Exercise
Track down each line below containing the string "UpdateHandler" and copy it.

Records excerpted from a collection
BEGIN

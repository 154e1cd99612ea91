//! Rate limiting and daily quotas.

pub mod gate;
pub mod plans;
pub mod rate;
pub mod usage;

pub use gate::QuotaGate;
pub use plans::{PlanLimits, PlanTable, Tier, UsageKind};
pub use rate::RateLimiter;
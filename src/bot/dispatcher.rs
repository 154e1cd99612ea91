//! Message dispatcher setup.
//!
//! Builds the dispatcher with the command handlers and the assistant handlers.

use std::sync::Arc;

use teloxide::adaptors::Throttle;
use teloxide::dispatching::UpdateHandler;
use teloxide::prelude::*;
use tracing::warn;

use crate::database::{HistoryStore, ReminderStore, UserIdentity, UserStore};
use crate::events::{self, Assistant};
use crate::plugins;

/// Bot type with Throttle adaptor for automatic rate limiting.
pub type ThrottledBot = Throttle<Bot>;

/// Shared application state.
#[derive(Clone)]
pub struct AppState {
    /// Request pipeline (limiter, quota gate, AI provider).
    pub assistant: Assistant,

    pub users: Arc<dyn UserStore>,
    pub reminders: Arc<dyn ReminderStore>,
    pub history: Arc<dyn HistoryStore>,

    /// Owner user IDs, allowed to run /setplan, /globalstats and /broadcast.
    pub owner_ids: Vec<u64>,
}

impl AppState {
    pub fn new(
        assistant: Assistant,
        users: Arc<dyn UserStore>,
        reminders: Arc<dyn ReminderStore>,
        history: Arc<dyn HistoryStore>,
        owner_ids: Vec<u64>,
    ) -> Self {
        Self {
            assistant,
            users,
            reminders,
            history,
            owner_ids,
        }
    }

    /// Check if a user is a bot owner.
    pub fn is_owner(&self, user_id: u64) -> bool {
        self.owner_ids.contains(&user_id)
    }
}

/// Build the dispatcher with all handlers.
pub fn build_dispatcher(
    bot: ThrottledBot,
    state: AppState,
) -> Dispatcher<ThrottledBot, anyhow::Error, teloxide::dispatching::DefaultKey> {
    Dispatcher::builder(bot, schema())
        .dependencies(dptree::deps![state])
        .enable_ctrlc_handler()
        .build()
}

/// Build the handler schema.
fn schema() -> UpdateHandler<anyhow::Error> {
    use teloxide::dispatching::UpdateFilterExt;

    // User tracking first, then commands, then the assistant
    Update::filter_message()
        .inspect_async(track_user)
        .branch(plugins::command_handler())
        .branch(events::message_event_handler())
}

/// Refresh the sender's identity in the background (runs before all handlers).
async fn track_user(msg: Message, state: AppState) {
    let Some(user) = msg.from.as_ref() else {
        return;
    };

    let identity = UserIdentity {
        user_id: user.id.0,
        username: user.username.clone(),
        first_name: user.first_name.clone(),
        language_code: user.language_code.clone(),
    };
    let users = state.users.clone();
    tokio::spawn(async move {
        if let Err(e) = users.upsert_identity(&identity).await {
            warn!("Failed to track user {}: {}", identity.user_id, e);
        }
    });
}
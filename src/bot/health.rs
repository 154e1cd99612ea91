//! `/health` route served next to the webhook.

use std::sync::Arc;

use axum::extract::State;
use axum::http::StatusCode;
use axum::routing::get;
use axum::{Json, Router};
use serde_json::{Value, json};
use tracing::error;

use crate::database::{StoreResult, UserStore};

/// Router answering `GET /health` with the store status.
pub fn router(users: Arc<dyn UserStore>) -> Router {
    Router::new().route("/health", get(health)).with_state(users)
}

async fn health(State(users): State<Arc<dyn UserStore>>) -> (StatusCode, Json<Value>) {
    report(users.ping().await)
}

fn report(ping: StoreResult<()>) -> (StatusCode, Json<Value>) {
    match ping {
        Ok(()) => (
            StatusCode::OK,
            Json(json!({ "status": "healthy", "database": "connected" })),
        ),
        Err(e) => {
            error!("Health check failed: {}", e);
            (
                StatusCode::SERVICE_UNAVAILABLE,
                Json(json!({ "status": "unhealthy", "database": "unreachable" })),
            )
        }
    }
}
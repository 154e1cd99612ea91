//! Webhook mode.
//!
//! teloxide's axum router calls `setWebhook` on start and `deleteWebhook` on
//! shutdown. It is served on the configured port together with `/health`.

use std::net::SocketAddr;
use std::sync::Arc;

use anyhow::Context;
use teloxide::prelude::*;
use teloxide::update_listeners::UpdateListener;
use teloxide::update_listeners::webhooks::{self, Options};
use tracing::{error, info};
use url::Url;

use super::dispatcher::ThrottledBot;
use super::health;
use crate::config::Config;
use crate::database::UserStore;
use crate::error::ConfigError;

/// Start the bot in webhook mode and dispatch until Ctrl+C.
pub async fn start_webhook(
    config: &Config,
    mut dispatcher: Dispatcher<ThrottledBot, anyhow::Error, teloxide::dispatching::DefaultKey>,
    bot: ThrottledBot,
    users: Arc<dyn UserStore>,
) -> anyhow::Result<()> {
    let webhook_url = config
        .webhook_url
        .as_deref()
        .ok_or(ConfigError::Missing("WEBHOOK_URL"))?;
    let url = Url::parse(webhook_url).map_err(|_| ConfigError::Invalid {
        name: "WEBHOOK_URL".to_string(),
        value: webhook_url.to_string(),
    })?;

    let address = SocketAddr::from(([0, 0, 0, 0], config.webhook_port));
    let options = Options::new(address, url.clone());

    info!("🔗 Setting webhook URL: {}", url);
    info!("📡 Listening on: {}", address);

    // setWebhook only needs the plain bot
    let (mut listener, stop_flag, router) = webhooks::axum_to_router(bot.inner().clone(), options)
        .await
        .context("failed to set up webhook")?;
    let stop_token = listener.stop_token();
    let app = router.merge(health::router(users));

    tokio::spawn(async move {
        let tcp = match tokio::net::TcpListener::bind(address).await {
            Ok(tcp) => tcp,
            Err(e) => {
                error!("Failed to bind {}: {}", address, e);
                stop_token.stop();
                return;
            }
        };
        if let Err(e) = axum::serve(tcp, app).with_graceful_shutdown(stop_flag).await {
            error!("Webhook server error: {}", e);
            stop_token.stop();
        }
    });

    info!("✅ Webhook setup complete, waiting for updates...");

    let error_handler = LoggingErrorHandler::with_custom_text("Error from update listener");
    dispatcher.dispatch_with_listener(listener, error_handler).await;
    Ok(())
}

END

Solution for this problem
use teloxide::dispatching::UpdateHandler;
fn schema() -> UpdateHandler<anyhow::Error> {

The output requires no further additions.